3rd European microfinance award ceremony

Video

Buusaa Gonofaa

Background of the
European Microfinance Award

Convinced that microfinance is an important tool for poverty alleviation, the Luxembourg Ministry of Foreign Affairs - Development Cooperation Directorate, announced the creation of the European Microfinance Award in 2005 in order to highlight and stimulate initiatives that represent breakthroughs in the field of Microfinance.

The objective of the first European Microfinance Award 2006, "Innovation for rural Outreach" was to seek and reward microfinance initiatives that represented breakthrough in deepening or broadening rural outreach.

In November 2007, the topic of "Ethics in Microfinance and Social Responsibility" was identified by the participants of the European Microfinance Week as a major issue for the time. The 2nd European Microfinance Award 2008, focused on initiatives contributing to enhance ethical practices and socially responsible management initiatives.

This 3rd European Microfinance Award on "Value Chain Finance" focuses on stimulating and promoting inclusive financial schemes that contribute to the evolution of value chains in developing countries.

3rd European Microfinance Award brochure

Value Chain Finance
in the light of Microfinance

A value chain is a vertical alliance between a number of independent enterprises, collaborating to achieve a more rewarding position in the market. Coordination of these supplying, producing, processing, trading and related functions by the various enterprises in the value chain ensures an efficient product flow that meets the requirements of a specific market segment. It implies that enterprises invest in establishing longer term business relationships, focusing on chain optimisation and adding value. Enterprises in a value chain are therefore, interdependent and share necessary business information.

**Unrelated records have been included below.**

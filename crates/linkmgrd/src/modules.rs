//! Kernel module prerequisites for L2TPv3 interfaces

use std::path::PathBuf;

use crate::types::Encapsulation;

/// Default sysfs directory carrying loaded-module markers.
pub const SYSFS_MODULE_DIR: &str = "/sys/module";

/// Kernel facilities an L2TPv3 interface may depend on.
#[derive(Debug, Clone, Copy, PartialEq, Eq)]
pub enum KernelModule {
    L2tpEth,
    L2tpNetlink,
    L2tpIp,
    L2tpIp6,
}

impl KernelModule {
    /// Module name as known to modprobe and sysfs.
    pub fn name(&self) -> &'static str {
        match self {
            KernelModule::L2tpEth => "l2tp_eth",
            KernelModule::L2tpNetlink => "l2tp_netlink",
            KernelModule::L2tpIp => "l2tp_ip",
            KernelModule::L2tpIp6 => "l2tp_ip6",
        }
    }

    /// Modules required for a tunnel of the given encapsulation, in load
    /// order. IP encapsulation additionally needs the l2tp_ip family.
    pub fn required_for(encapsulation: Encapsulation) -> Vec<KernelModule> {
        let mut required = vec![KernelModule::L2tpEth, KernelModule::L2tpNetlink];
        if encapsulation == Encapsulation::Ip {
            required.push(KernelModule::L2tpIp);
            required.push(KernelModule::L2tpIp6);
        }
        required
    }
}

/// Presence probe for kernel modules.
///
/// Checking the marker first avoids issuing redundant load commands.
pub trait ModulePresence {
    /// Returns true if the module is already loaded.
    fn is_present(&self, module: KernelModule) -> bool;
}

/// Sysfs-backed module presence probe.
#[derive(Debug, Clone)]
pub struct SysfsModules {
    root: PathBuf,
}

impl SysfsModules {
    /// Creates a probe over [`SYSFS_MODULE_DIR`].
    pub fn new() -> Self {
        Self::with_root(SYSFS_MODULE_DIR)
    }

    /// Creates a probe over an alternate root (used in tests).
    pub fn with_root(root: impl Into<PathBuf>) -> Self {
        Self { root: root.into() }
    }
}

impl Default for SysfsModules {
    fn default() -> Self {
        Self::new()
    }
}

impl ModulePresence for SysfsModules {
    fn is_present(&self, module: KernelModule) -> bool {
        self.root.join(module.name()).is_dir()
    }
}

#[cfg(test)]
mod tests {
    use super::*;

    #[test]
    fn test_module_names() {
        assert_eq!(KernelModule::L2tpEth.name(), "l2tp_eth");
        assert_eq!(KernelModule::L2tpNetlink.name(), "l2tp_netlink");
        assert_eq!(KernelModule::L2tpIp.name(), "l2tp_ip");
        assert_eq!(KernelModule::L2tpIp6.name(), "l2tp_ip6");
    }

    #[test]
    fn test_required_for_udp() {
        assert_eq!(
            KernelModule::required_for(Encapsulation::Udp),
            vec![KernelModule::L2tpEth, KernelModule::L2tpNetlink]
        );
    }

    #[test]
    fn test_required_for_ip() {
        assert_eq!(
            KernelModule::required_for(Encapsulation::Ip),
            vec![
                KernelModule::L2tpEth,
                KernelModule::L2tpNetlink,
                KernelModule::L2tpIp,
                KernelModule::L2tpIp6,
            ]
        );
    }

    #[test]
    fn test_sysfs_presence() {
        let dir = tempfile::tempdir().unwrap();
        std::fs::create_dir(dir.path().join("l2tp_eth")).unwrap();

        let probe = SysfsModules::with_root(dir.path());
        assert!(probe.is_present(KernelModule::L2tpEth));
        assert!(!probe.is_present(KernelModule::L2tpNetlink));
    }
}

Value chain finance makes use of the business relation between the value chain enterprises that are interdependent and share business information, thus reducing operational, market and credit risks. Value chain finance in the scope of the microfinance industry, is about creating access to finance for actors developing value chains that will grow to include and develop, promising productive structures stimulating sustainable economic growth. If access to finance cannot be facilitated, development of the chain will often not succeed. Smallholders just like micro-enterprises need access to all kinds of finance to operate and develop their businesses. By leveraging relationships with their suppliers and buyers, smallholders can increase their access and credibility towards financial institutions. This can lead to development of new financial services matched with the needs of millions of smallholders and micro-enterprises within a value chain.